Check each line of the material for the string "reached", and copy the lines that have it.

## DATA SUPPLIED
--------------------

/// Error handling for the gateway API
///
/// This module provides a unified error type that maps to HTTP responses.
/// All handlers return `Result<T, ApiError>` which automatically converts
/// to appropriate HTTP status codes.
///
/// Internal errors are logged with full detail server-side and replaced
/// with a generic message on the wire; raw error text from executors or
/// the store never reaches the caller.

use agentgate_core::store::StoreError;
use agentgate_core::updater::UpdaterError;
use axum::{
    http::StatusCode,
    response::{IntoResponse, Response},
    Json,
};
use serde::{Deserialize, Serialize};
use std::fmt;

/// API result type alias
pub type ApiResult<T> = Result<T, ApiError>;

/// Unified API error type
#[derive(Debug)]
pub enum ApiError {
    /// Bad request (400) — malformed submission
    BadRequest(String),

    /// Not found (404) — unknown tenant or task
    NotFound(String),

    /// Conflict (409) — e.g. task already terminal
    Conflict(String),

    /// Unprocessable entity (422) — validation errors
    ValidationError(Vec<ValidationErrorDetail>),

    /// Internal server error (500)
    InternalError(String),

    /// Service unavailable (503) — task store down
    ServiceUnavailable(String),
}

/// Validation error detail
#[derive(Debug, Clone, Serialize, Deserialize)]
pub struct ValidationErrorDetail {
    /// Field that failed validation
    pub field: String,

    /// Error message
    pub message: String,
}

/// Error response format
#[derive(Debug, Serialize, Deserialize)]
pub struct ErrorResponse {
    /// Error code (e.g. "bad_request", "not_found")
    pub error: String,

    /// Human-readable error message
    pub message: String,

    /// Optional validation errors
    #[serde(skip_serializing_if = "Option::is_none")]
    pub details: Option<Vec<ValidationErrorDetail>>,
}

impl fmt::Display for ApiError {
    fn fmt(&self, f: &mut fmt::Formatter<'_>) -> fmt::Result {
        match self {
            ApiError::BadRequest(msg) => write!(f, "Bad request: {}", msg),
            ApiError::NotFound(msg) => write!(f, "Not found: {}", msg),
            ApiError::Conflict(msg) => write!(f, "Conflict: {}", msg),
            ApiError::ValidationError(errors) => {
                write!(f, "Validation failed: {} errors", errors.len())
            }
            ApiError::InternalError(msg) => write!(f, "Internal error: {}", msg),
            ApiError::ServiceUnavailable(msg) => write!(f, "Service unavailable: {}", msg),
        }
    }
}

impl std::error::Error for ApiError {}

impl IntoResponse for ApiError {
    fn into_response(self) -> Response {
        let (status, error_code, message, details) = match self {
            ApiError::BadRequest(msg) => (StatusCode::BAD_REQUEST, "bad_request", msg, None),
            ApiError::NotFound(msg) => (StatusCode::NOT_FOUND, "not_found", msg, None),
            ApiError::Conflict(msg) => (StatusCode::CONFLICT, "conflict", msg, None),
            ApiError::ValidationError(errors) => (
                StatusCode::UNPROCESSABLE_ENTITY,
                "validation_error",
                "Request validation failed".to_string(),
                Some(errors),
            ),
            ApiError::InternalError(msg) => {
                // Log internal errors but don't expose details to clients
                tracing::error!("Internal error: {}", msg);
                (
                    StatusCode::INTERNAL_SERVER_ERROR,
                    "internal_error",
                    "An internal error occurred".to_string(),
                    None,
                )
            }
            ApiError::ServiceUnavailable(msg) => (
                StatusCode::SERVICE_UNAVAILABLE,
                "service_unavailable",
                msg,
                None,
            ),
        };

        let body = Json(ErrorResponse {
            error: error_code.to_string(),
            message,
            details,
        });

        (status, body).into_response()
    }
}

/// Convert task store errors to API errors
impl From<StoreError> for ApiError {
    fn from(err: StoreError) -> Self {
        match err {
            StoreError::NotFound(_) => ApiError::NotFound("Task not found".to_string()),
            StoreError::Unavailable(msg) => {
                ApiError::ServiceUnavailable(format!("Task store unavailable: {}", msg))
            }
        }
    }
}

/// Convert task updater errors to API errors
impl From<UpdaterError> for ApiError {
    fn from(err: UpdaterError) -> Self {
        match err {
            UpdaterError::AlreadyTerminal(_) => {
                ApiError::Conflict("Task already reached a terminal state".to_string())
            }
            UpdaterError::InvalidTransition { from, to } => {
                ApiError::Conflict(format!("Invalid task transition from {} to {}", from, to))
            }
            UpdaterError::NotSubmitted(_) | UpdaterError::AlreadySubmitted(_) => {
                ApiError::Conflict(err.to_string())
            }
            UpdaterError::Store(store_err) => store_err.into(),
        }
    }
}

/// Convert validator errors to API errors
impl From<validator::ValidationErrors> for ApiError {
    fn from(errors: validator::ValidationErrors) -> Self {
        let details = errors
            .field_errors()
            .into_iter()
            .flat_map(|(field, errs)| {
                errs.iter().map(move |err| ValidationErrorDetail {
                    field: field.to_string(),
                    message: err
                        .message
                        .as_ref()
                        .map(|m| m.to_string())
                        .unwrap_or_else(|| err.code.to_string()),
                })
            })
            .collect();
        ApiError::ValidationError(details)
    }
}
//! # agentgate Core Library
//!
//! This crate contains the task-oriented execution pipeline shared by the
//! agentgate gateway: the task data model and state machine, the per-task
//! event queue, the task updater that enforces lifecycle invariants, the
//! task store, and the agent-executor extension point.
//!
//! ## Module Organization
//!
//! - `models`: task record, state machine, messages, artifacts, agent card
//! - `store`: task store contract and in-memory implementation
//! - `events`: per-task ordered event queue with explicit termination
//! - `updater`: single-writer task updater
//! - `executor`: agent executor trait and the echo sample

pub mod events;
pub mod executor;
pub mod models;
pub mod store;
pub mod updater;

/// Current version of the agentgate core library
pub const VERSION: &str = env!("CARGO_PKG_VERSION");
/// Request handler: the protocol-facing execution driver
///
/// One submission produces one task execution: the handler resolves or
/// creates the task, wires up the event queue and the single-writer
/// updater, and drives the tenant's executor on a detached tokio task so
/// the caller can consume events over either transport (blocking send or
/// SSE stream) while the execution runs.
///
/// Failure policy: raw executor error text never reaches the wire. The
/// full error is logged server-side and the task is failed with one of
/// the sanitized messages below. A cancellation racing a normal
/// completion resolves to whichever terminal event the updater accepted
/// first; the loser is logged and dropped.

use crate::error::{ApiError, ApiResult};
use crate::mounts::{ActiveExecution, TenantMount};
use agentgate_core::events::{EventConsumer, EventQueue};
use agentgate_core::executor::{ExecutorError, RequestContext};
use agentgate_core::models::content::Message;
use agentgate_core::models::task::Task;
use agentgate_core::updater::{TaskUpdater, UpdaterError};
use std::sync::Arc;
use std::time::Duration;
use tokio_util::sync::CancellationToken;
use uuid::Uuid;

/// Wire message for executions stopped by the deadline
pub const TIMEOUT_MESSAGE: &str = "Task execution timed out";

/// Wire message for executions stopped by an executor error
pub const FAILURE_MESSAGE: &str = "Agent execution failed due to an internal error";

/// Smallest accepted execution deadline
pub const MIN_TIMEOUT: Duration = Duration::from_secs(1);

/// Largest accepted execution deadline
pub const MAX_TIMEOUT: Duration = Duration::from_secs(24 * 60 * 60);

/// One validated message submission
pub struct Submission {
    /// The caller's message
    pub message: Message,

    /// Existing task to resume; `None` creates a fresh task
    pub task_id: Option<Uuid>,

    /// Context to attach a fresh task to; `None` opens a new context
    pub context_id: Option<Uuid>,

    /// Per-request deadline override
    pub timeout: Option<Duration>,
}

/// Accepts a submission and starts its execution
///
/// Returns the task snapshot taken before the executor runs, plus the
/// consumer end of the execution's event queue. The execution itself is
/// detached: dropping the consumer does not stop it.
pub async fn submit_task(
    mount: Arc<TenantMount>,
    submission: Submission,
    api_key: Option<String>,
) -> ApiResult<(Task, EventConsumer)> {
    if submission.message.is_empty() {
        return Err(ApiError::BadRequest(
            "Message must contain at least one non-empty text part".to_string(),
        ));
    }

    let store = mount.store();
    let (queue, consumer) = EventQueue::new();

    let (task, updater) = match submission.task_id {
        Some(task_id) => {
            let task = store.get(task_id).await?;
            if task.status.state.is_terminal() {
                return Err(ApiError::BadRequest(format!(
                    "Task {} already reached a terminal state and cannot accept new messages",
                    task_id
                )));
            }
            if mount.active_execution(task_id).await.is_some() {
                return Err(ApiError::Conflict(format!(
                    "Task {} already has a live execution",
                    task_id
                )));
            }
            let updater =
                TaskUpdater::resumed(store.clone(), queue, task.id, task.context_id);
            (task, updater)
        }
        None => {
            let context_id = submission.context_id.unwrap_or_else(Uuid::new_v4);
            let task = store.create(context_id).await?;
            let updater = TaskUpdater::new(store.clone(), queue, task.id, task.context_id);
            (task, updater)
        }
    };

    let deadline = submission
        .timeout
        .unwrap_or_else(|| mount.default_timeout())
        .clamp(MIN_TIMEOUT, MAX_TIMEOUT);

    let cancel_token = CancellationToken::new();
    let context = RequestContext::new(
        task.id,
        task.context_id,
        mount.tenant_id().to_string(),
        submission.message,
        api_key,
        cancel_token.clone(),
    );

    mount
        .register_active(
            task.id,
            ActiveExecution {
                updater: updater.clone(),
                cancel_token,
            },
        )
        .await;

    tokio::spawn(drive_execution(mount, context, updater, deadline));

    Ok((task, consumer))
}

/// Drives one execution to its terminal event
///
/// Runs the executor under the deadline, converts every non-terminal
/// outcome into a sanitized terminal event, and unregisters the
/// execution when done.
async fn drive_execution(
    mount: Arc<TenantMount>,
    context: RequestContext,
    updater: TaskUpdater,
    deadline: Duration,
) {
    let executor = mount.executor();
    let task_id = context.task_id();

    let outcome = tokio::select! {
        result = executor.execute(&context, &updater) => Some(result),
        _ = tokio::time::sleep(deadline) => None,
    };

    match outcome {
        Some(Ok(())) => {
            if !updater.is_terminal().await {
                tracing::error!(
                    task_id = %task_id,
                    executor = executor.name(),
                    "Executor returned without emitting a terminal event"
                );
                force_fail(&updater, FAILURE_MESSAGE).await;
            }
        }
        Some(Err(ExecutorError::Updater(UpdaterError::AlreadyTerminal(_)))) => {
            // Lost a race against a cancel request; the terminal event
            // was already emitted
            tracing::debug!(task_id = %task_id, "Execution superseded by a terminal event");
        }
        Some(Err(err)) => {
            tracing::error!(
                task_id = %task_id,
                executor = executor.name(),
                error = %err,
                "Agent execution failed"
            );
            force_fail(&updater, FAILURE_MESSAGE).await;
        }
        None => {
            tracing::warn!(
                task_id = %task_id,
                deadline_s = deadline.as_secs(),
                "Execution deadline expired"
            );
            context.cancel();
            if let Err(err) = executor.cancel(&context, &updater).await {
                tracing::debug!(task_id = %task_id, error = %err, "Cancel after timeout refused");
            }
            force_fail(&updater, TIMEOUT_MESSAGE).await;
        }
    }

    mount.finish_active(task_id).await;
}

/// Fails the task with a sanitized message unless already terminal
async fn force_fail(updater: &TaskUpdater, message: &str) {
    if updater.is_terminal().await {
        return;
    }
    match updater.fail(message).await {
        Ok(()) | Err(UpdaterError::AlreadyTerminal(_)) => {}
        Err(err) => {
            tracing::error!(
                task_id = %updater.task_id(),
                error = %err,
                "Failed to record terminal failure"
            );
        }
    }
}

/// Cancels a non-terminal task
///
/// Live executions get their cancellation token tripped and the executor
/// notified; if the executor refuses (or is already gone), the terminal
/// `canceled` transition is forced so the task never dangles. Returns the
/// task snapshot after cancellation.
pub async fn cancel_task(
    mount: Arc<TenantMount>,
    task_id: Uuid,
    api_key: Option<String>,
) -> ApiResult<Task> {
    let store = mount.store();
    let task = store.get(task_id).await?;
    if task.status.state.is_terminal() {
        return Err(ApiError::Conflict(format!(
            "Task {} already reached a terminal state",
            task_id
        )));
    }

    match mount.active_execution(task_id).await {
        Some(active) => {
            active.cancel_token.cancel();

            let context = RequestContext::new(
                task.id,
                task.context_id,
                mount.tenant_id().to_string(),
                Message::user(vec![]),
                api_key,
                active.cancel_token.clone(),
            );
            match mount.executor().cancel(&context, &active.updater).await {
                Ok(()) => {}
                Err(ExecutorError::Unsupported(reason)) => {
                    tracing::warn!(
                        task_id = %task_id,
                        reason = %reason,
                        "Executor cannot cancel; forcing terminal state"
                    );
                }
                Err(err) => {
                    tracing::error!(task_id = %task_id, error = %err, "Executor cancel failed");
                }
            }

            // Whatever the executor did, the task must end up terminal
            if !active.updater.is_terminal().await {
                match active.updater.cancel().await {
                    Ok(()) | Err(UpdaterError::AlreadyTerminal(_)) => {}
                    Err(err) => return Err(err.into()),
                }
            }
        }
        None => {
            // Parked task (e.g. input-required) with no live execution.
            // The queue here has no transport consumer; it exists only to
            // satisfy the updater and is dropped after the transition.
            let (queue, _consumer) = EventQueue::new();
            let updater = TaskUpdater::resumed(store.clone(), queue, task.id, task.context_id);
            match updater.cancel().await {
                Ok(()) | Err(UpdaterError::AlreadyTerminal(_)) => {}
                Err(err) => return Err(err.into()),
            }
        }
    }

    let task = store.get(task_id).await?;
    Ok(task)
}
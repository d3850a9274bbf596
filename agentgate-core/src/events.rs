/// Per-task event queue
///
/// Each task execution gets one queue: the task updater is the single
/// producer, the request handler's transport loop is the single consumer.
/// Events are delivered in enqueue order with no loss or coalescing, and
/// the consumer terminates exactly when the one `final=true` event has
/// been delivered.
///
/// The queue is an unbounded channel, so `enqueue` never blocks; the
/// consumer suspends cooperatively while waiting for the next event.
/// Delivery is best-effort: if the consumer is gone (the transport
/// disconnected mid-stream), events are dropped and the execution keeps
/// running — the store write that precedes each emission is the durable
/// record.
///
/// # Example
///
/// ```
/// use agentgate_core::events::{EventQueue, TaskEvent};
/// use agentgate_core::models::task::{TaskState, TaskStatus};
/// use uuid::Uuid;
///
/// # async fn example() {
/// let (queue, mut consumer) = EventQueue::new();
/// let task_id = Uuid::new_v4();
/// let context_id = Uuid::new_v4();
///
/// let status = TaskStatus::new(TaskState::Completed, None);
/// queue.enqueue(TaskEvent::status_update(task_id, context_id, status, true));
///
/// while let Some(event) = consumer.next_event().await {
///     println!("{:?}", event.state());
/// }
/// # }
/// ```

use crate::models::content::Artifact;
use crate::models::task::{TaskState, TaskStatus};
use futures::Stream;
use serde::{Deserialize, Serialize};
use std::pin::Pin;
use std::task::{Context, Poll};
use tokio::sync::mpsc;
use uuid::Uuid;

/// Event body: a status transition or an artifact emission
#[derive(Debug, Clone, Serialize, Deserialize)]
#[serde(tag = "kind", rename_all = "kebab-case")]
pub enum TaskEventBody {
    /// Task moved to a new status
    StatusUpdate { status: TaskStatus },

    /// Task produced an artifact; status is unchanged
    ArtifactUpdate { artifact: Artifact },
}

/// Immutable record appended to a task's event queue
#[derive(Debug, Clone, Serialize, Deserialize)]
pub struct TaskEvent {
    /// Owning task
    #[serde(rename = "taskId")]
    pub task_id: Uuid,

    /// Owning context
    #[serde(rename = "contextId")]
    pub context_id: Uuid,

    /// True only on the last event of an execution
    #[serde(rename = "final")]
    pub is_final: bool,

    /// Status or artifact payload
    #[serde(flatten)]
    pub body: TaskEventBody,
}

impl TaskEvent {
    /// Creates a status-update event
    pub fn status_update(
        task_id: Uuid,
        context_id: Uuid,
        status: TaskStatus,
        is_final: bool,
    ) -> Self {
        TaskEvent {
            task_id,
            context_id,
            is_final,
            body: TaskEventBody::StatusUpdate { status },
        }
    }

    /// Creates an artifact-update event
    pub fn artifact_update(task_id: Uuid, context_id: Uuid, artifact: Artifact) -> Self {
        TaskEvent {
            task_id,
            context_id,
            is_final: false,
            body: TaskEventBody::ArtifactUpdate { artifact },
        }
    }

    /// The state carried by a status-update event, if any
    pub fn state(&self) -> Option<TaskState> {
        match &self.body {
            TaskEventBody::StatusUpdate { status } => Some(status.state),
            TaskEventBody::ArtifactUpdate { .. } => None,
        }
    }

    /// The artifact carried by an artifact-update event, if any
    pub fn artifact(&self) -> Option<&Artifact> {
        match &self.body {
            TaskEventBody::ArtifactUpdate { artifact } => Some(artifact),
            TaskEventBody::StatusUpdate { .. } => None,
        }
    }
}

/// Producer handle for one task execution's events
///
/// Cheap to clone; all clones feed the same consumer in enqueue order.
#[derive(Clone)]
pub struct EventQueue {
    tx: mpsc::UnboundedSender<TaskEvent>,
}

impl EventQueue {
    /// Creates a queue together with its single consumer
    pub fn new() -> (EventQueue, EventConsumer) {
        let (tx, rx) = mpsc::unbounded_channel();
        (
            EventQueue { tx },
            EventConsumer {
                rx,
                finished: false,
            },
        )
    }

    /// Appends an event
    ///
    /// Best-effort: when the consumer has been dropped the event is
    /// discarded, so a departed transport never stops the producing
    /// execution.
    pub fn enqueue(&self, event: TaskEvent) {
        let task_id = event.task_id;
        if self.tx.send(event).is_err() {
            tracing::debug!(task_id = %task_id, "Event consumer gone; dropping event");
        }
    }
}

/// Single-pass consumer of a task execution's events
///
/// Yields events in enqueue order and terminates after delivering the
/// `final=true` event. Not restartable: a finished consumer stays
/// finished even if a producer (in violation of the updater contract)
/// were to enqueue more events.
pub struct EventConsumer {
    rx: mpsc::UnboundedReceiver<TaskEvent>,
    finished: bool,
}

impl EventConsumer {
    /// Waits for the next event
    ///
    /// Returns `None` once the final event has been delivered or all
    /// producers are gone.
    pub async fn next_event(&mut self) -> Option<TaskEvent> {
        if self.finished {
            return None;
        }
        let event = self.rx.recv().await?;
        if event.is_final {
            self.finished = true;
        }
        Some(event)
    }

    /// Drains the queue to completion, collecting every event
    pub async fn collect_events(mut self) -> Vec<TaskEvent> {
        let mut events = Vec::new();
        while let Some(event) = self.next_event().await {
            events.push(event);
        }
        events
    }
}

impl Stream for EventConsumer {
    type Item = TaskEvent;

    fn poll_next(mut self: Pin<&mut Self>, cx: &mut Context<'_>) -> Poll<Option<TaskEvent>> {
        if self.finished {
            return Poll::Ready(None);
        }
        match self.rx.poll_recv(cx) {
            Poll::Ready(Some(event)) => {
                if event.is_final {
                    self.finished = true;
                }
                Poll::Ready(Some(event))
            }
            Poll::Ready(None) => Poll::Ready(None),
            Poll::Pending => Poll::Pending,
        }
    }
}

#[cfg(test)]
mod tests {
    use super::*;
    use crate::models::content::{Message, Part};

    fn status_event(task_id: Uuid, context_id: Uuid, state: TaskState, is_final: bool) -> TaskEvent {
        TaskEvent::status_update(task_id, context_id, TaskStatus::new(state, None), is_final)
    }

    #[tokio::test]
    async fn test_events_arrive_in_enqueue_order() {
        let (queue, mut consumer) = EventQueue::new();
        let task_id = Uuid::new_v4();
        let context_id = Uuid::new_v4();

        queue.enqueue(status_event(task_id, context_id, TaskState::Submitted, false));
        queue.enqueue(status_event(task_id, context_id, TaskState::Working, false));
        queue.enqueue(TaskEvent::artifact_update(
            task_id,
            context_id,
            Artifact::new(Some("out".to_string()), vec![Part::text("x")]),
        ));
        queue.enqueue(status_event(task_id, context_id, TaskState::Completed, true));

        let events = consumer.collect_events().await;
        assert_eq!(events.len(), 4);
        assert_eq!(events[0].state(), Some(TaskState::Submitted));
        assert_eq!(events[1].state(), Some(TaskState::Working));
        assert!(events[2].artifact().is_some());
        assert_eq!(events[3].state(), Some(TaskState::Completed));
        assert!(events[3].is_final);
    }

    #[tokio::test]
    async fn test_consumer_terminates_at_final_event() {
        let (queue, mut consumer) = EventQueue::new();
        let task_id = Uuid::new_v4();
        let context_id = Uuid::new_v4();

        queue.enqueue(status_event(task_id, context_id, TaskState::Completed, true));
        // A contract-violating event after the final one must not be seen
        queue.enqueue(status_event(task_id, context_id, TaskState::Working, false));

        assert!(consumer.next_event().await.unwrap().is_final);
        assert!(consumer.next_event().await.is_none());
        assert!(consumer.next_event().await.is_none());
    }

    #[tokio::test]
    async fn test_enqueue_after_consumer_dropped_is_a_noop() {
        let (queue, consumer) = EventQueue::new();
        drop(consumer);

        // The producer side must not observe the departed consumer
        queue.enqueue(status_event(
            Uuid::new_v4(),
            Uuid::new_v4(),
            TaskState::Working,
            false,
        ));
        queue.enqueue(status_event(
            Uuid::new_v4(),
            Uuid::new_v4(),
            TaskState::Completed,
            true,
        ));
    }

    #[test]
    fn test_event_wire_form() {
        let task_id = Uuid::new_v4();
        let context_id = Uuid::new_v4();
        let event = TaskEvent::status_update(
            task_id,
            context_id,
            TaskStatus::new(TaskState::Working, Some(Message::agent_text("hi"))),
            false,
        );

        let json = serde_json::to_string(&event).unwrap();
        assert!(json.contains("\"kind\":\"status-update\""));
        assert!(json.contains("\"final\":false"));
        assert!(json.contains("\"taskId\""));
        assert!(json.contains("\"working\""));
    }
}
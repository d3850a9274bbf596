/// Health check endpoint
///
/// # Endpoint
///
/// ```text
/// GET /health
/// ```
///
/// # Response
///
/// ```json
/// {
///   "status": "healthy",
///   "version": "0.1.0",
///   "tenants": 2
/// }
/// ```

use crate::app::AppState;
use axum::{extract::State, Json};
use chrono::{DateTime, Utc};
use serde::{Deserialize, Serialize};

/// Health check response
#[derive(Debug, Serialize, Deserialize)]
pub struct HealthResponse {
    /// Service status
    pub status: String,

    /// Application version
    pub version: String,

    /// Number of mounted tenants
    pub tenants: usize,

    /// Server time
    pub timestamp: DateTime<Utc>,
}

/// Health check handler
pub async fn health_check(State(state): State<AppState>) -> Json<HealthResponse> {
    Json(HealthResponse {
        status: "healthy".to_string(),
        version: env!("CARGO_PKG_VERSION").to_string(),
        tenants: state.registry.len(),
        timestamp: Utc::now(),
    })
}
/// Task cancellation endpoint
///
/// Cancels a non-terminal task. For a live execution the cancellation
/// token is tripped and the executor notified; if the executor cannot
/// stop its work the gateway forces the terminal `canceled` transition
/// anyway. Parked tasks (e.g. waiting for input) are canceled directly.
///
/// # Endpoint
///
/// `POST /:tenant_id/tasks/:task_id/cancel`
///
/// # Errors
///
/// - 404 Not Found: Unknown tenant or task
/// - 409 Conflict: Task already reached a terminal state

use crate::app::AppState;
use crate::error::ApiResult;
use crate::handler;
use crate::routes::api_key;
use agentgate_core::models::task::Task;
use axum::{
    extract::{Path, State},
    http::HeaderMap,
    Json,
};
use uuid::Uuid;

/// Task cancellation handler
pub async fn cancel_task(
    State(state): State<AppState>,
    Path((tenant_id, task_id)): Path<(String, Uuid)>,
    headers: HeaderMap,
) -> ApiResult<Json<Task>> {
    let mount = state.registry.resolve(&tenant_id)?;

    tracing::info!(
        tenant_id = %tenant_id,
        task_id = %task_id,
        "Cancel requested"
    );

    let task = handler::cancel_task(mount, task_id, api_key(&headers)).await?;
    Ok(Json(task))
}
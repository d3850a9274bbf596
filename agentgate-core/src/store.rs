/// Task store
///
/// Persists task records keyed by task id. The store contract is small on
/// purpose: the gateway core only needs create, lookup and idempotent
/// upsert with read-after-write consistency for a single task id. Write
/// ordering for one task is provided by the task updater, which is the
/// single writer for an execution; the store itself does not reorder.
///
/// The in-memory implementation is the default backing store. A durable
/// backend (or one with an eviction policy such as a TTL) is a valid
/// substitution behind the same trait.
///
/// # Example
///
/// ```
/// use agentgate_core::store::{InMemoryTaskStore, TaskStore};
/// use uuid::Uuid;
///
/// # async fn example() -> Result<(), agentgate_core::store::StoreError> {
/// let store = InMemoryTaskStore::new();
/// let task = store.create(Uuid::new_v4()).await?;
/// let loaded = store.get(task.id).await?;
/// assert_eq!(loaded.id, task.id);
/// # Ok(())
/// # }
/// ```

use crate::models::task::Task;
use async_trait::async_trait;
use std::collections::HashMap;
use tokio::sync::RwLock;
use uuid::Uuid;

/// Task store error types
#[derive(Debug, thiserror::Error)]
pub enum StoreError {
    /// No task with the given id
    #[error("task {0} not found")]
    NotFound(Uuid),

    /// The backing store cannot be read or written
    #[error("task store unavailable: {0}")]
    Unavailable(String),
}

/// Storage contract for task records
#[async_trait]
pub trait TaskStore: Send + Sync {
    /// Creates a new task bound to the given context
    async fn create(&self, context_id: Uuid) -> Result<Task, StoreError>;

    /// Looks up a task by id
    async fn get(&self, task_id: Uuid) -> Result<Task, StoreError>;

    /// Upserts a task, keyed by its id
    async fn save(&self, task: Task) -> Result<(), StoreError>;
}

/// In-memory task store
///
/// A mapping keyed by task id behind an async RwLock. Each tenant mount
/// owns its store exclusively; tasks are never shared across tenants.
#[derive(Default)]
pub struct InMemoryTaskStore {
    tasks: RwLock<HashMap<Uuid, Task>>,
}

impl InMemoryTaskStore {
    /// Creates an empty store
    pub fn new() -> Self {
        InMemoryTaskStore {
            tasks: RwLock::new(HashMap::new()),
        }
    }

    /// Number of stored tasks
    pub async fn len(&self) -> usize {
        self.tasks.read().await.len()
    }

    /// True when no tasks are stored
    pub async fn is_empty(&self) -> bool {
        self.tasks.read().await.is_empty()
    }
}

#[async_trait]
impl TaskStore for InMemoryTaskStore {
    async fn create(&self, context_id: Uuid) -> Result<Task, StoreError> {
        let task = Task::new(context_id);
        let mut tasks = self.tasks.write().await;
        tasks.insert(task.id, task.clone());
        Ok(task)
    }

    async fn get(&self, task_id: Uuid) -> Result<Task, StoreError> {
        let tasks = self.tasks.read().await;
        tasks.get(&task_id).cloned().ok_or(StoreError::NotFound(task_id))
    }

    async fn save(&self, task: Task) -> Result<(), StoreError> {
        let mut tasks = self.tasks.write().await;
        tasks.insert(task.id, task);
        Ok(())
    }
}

--------------------

## YOUR RESPONSE
                ApiError::Conflict("Task already reached a terminal state".to_string())
                    "Task {} already reached a terminal state and cannot accept new messages",
            "Task {} already reached a terminal state",
/// - 409 Conflict: Task already reached a terminal state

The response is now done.